During the problem period, some names would not resolve up to twenty or thirty times - then would suddenly resolve. Some never did. Some, as noted, never failed to resolve.

Internal addresses resolved correctly at all times.

So we are completely stumped. I thought it might be cache poisoning (things going bad slowly and coming good "on their own" is usually cache-related), but the range of names involved seems too large and too random.

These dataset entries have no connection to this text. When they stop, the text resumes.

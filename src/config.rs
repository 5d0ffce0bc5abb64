// =============================================================================
// CONFIGURATION - Load settings from config.toml
// =============================================================================
//
// This module handles loading and parsing configuration from config.toml.
// Provides sensible defaults if config file is missing or has errors.

use anyhow::{Context, Result};
use ash::vk;
use serde::Deserialize;
use std::path::{Path, PathBuf};

use crate::backend::{DeviceConfig, RendererConfig, SwapchainConfig};

pub const MAX_FRAMES_IN_FLIGHT: usize = 4;

/// Root configuration structure
#[derive(Debug, Deserialize, Default)]
#[serde(default)]
pub struct Config {
    pub window: WindowConfig,
    pub graphics: GraphicsConfig,
    pub device: DeviceSettings,
    pub shaders: ShaderConfig,
    pub scene: SceneConfig,
    pub debug: DebugConfig,
}

/// Window settings
#[derive(Debug, Deserialize)]
#[serde(default)]
pub struct WindowConfig {
    pub title: String,
    pub width: u32,
    pub height: u32,
    pub fullscreen: bool,
}

impl Default for WindowConfig {
    fn default() -> Self {
        Self {
            title: "Mesh Renderer".to_string(),
            width: 800,
            height: 800,
            fullscreen: false,
        }
    }
}

/// Graphics settings
#[derive(Debug, Deserialize)]
#[serde(default)]
pub struct GraphicsConfig {
    pub present_mode: String,
    pub surface_format: String,
    pub clear_color: [f32; 4],
    pub max_frames_in_flight: usize,
}

impl Default for GraphicsConfig {
    fn default() -> Self {
        Self {
            present_mode: "mailbox".to_string(),
            surface_format: "rgba8_srgb".to_string(),
            clear_color: [0.01, 0.01, 0.01, 1.0],
            max_frames_in_flight: 2,
        }
    }
}

/// Instance and GPU selection
#[derive(Debug, Deserialize)]
#[serde(default)]
pub struct DeviceSettings {
    pub validation_layers: bool,
    pub layers: Vec<String>,
    pub device_name_filter: String,
}

impl Default for DeviceSettings {
    fn default() -> Self {
        Self {
            validation_layers: cfg!(debug_assertions),
            layers: vec!["VK_LAYER_KHRONOS_validation".to_string()],
            device_name_filter: String::new(),
        }
    }
}

/// Compiled SPIR-V paths
#[derive(Debug, Deserialize)]
#[serde(default)]
pub struct ShaderConfig {
    pub vertex: PathBuf,
    pub fragment: PathBuf,
}

impl Default for ShaderConfig {
    fn default() -> Self {
        Self {
            vertex: PathBuf::from("shaders/mesh.vert.spv"),
            fragment: PathBuf::from("shaders/mesh.frag.spv"),
        }
    }
}

#[derive(Debug, Deserialize)]
#[serde(default)]
pub struct SceneConfig {
    /// Untextured (white) when unset
    pub texture: Option<PathBuf>,
    pub camera_position: [f32; 3],
    pub fov_degrees: f32,
    pub near: f32,
    pub far: f32,
    /// Units per second
    pub move_speed: f32,
    /// Radians per pixel of mouse motion
    pub look_sensitivity: f32,
}

impl Default for SceneConfig {
    fn default() -> Self {
        Self {
            texture: None,
            camera_position: [0.0, 0.0, 3.0],
            fov_degrees: 45.0,
            near: 0.1,
            far: 100.0,
            move_speed: 2.5,
            look_sensitivity: 0.003,
        }
    }
}

/// Debug settings
#[derive(Debug, Deserialize)]
#[serde(default)]
pub struct DebugConfig {
    pub log_level: String,
    pub log_to_file: bool,
    pub log_file: String,
    pub show_fps: bool,
    pub hot_reload_shaders: bool,
}

impl Default for DebugConfig {
    fn default() -> Self {
        Self {
            log_level: "info".to_string(),
            log_to_file: false,
            log_file: "mesh_renderer.log".to_string(),
            show_fps: true,
            hot_reload_shaders: false,
        }
    }
}

impl Config {
    /// Load config.toml, falling back to defaults. Runs before logging is up,
    /// so a load failure is handed back for the caller to report.
    pub fn load() -> (Self, Option<anyhow::Error>) {
        match Self::load_from_path("config.toml") {
            Ok(config) => (config, None),
            Err(e) => (Config::default(), Some(e)),
        }
    }

    /// Load configuration from a specific path
    pub fn load_from_path<P: AsRef<Path>>(path: P) -> Result<Self> {
        let path = path.as_ref();

        if !path.exists() {
            log::info!("Config file not found at {:?}, using defaults", path);
            return Ok(Config::default());
        }

        let content = std::fs::read_to_string(path)
            .with_context(|| format!("Failed to read config file: {:?}", path))?;

        let config = Self::parse(&content)
            .with_context(|| format!("Failed to parse config file: {:?}", path))?;

        log::info!("Loaded configuration from {:?}", path);
        log::debug!("Config: {:?}", config);

        Ok(config)
    }

    pub fn parse(content: &str) -> Result<Self> {
        Ok(toml::from_str(content)?)
    }

    /// Get present mode as Vulkan enum
    pub fn present_mode(&self) -> vk::PresentModeKHR {
        match self.graphics.present_mode.to_lowercase().as_str() {
            "immediate" => vk::PresentModeKHR::IMMEDIATE,
            "mailbox" => vk::PresentModeKHR::MAILBOX,
            "fifo" => vk::PresentModeKHR::FIFO,
            "fifo_relaxed" => vk::PresentModeKHR::FIFO_RELAXED,
            _ => {
                log::warn!(
                    "Unknown present mode '{}', defaulting to MAILBOX",
                    self.graphics.present_mode
                );
                vk::PresentModeKHR::MAILBOX
            }
        }
    }

    pub fn surface_format(&self) -> vk::SurfaceFormatKHR {
        let format = match self.graphics.surface_format.to_lowercase().as_str() {
            "rgba8_srgb" => vk::Format::R8G8B8A8_SRGB,
            "bgra8_srgb" => vk::Format::B8G8R8A8_SRGB,
            "rgba8_unorm" => vk::Format::R8G8B8A8_UNORM,
            "bgra8_unorm" => vk::Format::B8G8R8A8_UNORM,
            _ => {
                log::warn!(
                    "Unknown surface format '{}', defaulting to rgba8_srgb",
                    self.graphics.surface_format
                );
                vk::Format::R8G8B8A8_SRGB
            }
        };
        vk::SurfaceFormatKHR {
            format,
            color_space: vk::ColorSpaceKHR::SRGB_NONLINEAR,
        }
    }

    pub fn frames_in_flight(&self) -> usize {
        self.graphics.max_frames_in_flight.clamp(1, MAX_FRAMES_IN_FLIGHT)
    }

    pub fn swapchain_config(&self) -> SwapchainConfig {
        SwapchainConfig {
            frames_in_flight: self.frames_in_flight(),
            present_mode: self.present_mode(),
            surface_format: self.surface_format(),
        }
    }

    pub fn renderer_config(&self) -> RendererConfig {
        RendererConfig {
            swapchain: self.swapchain_config(),
            clear_color: self.graphics.clear_color,
        }
    }

    pub fn device_config(&self) -> DeviceConfig {
        DeviceConfig {
            app_name: self.window.title.clone(),
            validation: self.device.validation_layers,
            layers: self.device.layers.clone(),
            device_name_filter: self.device.device_name_filter.clone(),
            frames_in_flight: self.frames_in_flight() as u32,
        }
    }
}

The root hints are present and correct. I checked connectivity (and port 53 connectivity) to all of the root servers, all were present and correct. We checked fresh names, and many of them resolved, so it doesn't seem to have been a network problem as such. General network connectivity to the outside world was fine. We have received no reports of people being unable to resolve *us*, and  no reports of connectivity problems to us (and we would expect such reports from people like the supercomputer users and the thousands of students using our services from outside). There were no interesting log messages. Clients of every stripe were affected (WinXX, Linux, Mac etc.).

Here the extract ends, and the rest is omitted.